It is actually about mobile home access. Generally:

\- mobile coverage in the home is different from outside of the home. The
primary focus of radio planning was outdoor coverage and the networks reflect
this. I suspect this is about having a mobile access point at a fixed location
which helps a little via antenna and positioning vs. a cell phone.

\- mobile networks have been planned with totally different traffic
assumptions and those are literally cemented into base-station locations.

\- mobile is a shared medium with low constraints. It will be hard to
guarantee minimum rates. Much harder than for fixed networks. There is a
reason for the data caps - if there were not then competition would have long
eliminated them.

\- disincentives for scale: Providing data rates for one home may be easy. But
if all the neighbors hop on that bandwagon then things get more difficult.

It is possible in principle but the cost for universal mobile access service
and these bandwidth guarantees with the current technology may be quite high
at this time. Anecdotal evidence of localized solutions also in other
countries exist but can anyone point to a place where such a service has been
deployed in a large country?

------
A1phab3t
This is about suppressing information availability and opportunity in rural
areas.

Sorry financially-challenged rural dweller, you only have a phone with a fixed
data allowance. I guess you'll need to continue relying on old media for your
information needs. Have fun with whatever the public library has to offer-- oh
by the way we're cutting the library from our budget.

Oh and those of you who, despite our best efforts, discovered that you can
learn a knowledge trade and work from home, staying near your family and
friends, bringing money into the local economy rather than move to a city?
Sorry, it's not in our political interest to allow you to broaden your
horizons.

------
smsm42
Also, could somebody explain to me what is the function of FCC in setting
those "standard" speeds?

> This would also be the first time that the FCC has set a broadband speed
> standard for mobile; at 10Mbps/1Mbps, it would be less than half as fast as
> the FCC's home broadband speed standard of 25Mbps/3Mbps.

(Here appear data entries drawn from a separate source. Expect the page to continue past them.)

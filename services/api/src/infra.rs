use metrics_exporter_prometheus::PrometheusHandle;
use std::sync::atomic::AtomicBool;
use std::sync::Arc;
use unitransfer::config::{StoreBackend, StoreConfig};
use unitransfer::workflows::transfer::{
    Decision, InMemoryRequestStore, RequestId, RequestStore, SqliteRequestStore, StoreError,
    TransferRequest,
};

#[derive(Clone)]
pub(crate) struct AppState {
    pub(crate) readiness: Arc<AtomicBool>,
    pub(crate) metrics: Arc<PrometheusHandle>,
}

/// Store backend chosen once at startup. Delegation keeps the service
/// generic over a single concrete store type.
pub(crate) enum RuntimeStore {
    Memory(InMemoryRequestStore),
    Sqlite(SqliteRequestStore),
}

impl RuntimeStore {
    pub(crate) fn from_config(config: &StoreConfig) -> Self {
        match config.backend {
            StoreBackend::Memory => Self::Memory(InMemoryRequestStore::new()),
            StoreBackend::Sqlite => Self::Sqlite(SqliteRequestStore::new(config.db_path.clone())),
        }
    }

    pub(crate) fn describe(&self) -> &'static str {
        match self {
            Self::Memory(_) => "memory",
            Self::Sqlite(_) => "sqlite",
        }
    }
}

impl RequestStore for RuntimeStore {
    fn initialize(&self) -> Result<(), StoreError> {
        match self {
            Self::Memory(store) => store.initialize(),
            Self::Sqlite(store) => store.initialize(),
        }
    }

    fn list_all(&self) -> Result<Vec<TransferRequest>, StoreError> {
        match self {
            Self::Memory(store) => store.list_all(),
            Self::Sqlite(store) => store.list_all(),
        }
    }

    fn create(&self, request: TransferRequest) -> Result<TransferRequest, StoreError> {
        match self {
            Self::Memory(store) => store.create(request),
            Self::Sqlite(store) => store.create(request),
        }
    }

    fn update_status(&self, id: &RequestId, decision: Decision) -> Result<(), StoreError> {
        match self {
            Self::Memory(store) => store.update_status(id, decision),
            Self::Sqlite(store) => store.update_status(id, decision),
        }
    }
}

pub(crate) fn parse_store_backend(raw: &str) -> Result<StoreBackend, String> {
    StoreBackend::parse(raw).map_err(|err| err.to_string())
}
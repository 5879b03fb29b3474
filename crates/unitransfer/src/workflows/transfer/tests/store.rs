use super::common::*;
use crate::workflows::transfer::domain::{Decision, RequestId, RequestStatus};
use crate::workflows::transfer::memory::InMemoryRequestStore;
use crate::workflows::transfer::sqlite::SqliteRequestStore;
use crate::workflows::transfer::store::{RequestStore, StoreError};

#[test]
fn initialize_seeds_three_fixed_records() {
    let store = InMemoryRequestStore::new();
    store.initialize().expect("initialize");

    let listing = store.list_all().expect("list");
    assert_eq!(listing.len(), 3);

    // Newest submission first: the rejected seed carries the latest date.
    let ids: Vec<&str> = listing.iter().map(|request| request.id.as_str()).collect();
    assert_eq!(ids, vec!["REQ-1003", "REQ-1002", "REQ-1001"]);

    let statuses: Vec<RequestStatus> = listing.iter().map(|request| request.status).collect();
    assert_eq!(
        statuses,
        vec![
            RequestStatus::Rejected,
            RequestStatus::Approved,
            RequestStatus::Pending,
        ]
    );
}

#[test]
fn initialize_is_idempotent() {
    let store = InMemoryRequestStore::new();
    store.initialize().expect("first initialize");
    store.initialize().expect("second initialize");

    assert_eq!(store.list_all().expect("list").len(), 3);
}

#[test]
fn create_rejects_duplicate_id() {
    let store = seeded_store();
    let duplicate = request("REQ-1001", (2024, 1, 10), RequestStatus::Pending);

    match store.create(duplicate) {
        Err(StoreError::DuplicateId(id)) => assert_eq!(id.as_str(), "REQ-1001"),
        other => panic!("expected duplicate id error, got {other:?}"),
    }
    assert_eq!(store.list_all().expect("list").len(), 3);
}

#[test]
fn update_status_rejects_unknown_id() {
    let store = seeded_store();
    let id = RequestId("REQ-9999".to_string());

    match store.update_status(&id, Decision::Approved) {
        Err(StoreError::NotFound(missing)) => assert_eq!(missing, id),
        other => panic!("expected not found error, got {other:?}"),
    }
}

#[test]
fn update_status_touches_only_the_status_field() {
    let store = seeded_store();
    let before = store.list_all().expect("list before");

    store
        .update_status(&RequestId("REQ-1001".to_string()), Decision::Approved)
        .expect("update succeeds");

    let after = store.list_all().expect("list after");
    assert_eq!(before.len(), after.len());
    for (old, new) in before.iter().zip(after.iter()) {
        if old.id.as_str() == "REQ-1001" {
            assert_eq!(new.status, RequestStatus::Approved);
            assert_eq!(old.university_course, new.university_course);
            assert_eq!(old.diploma_course, new.diploma_course);
            assert_eq!(old.grade, new.grade);
            assert_eq!(old.submitted_date, new.submitted_date);
            assert_eq!(old.evidence_file_name, new.evidence_file_name);
        } else {
            assert_eq!(old, new);
        }
    }
}

#[test]
fn update_status_is_idempotent() {
    let store = seeded_store();
    let id = RequestId("REQ-1001".to_string());

    store
        .update_status(&id, Decision::Approved)
        .expect("first update");
    let once = store.list_all().expect("list once");

    store
        .update_status(&id, Decision::Approved)
        .expect("second update");
    let twice = store.list_all().expect("list twice");

    assert_eq!(once, twice);
}

#[test]
fn listing_breaks_date_ties_by_id_descending() {
    let store = seeded_store();
    store
        .create(request("REQ-1005", (2023, 10, 26), RequestStatus::Pending))
        .expect("insert first tie");
    store
        .create(request("REQ-1004", (2023, 10, 26), RequestStatus::Pending))
        .expect("insert second tie");

    let listing = store.list_all().expect("list");
    let ids: Vec<&str> = listing
        .iter()
        .map(|request| request.id.as_str())
        .take(3)
        .collect();
    assert_eq!(ids, vec!["REQ-1005", "REQ-1004", "REQ-1003"]);
}

#[test]
fn sqlite_store_seeds_and_survives_reopen() {
    let temp_dir = tempfile::tempdir().expect("temp dir");
    let db_path = temp_dir.path().join("requests.db");

    {
        let store = SqliteRequestStore::new(&db_path);
        store.initialize().expect("initialize");
        assert_eq!(store.list_all().expect("list").len(), 3);
    }

    let reopened = SqliteRequestStore::new(&db_path);
    reopened.initialize().expect("re-initialize");

    let listing = reopened.list_all().expect("list after reopen");
    assert_eq!(listing.len(), 3);
    let ids: Vec<&str> = listing.iter().map(|request| request.id.as_str()).collect();
    assert_eq!(ids, vec!["REQ-1003", "REQ-1002", "REQ-1001"]);
}

#[test]
fn sqlite_store_enforces_primary_key() {
    let temp_dir = tempfile::tempdir().expect("temp dir");
    let store = SqliteRequestStore::new(temp_dir.path().join("requests.db"));
    store.initialize().expect("initialize");

    let duplicate = request("REQ-1002", (2024, 2, 2), RequestStatus::Pending);
    match store.create(duplicate) {
        Err(StoreError::DuplicateId(id)) => assert_eq!(id.as_str(), "REQ-1002"),
        other => panic!("expected duplicate id error, got {other:?}"),
    }
    assert_eq!(store.list_all().expect("list").len(), 3);
}

#[test]
fn sqlite_store_persists_status_updates() {
    let temp_dir = tempfile::tempdir().expect("temp dir");
    let db_path = temp_dir.path().join("requests.db");

    let store = SqliteRequestStore::new(&db_path);
    store.initialize().expect("initialize");
    store
        .update_status(&RequestId("REQ-1001".to_string()), Decision::Rejected)
        .expect("update succeeds");

    let reopened = SqliteRequestStore::new(&db_path);
    let listing = reopened.list_all().expect("list");
    let updated = listing
        .iter()
        .find(|request| request.id.as_str() == "REQ-1001")
        .expect("record present");
    assert_eq!(updated.status, RequestStatus::Rejected);
    assert_eq!(updated.evidence_file_name, "transcript_sem1.pdf");
}

#[test]
fn sqlite_store_reports_unknown_id_on_update() {
    let temp_dir = tempfile::tempdir().expect("temp dir");
    let store = SqliteRequestStore::new(temp_dir.path().join("requests.db"));
    store.initialize().expect("initialize");

    let id = RequestId("REQ-4242".to_string());
    match store.update_status(&id, Decision::Approved) {
        Err(StoreError::NotFound(missing)) => assert_eq!(missing, id),
        other => panic!("expected not found error, got {other:?}"),
    }
}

I mean, what that "standard" does? Is it prohibited to sell connection slower
than this? Clearly not, since there tons of home internet offers slower than
25/3\. So what is the meaning of this standard, what consequences does it
have? Of course the press, who is supposed to inform me, is too busy trying to
propagandize me and forgets to explain what that all actually means. Could
fellow HNians fill the gap?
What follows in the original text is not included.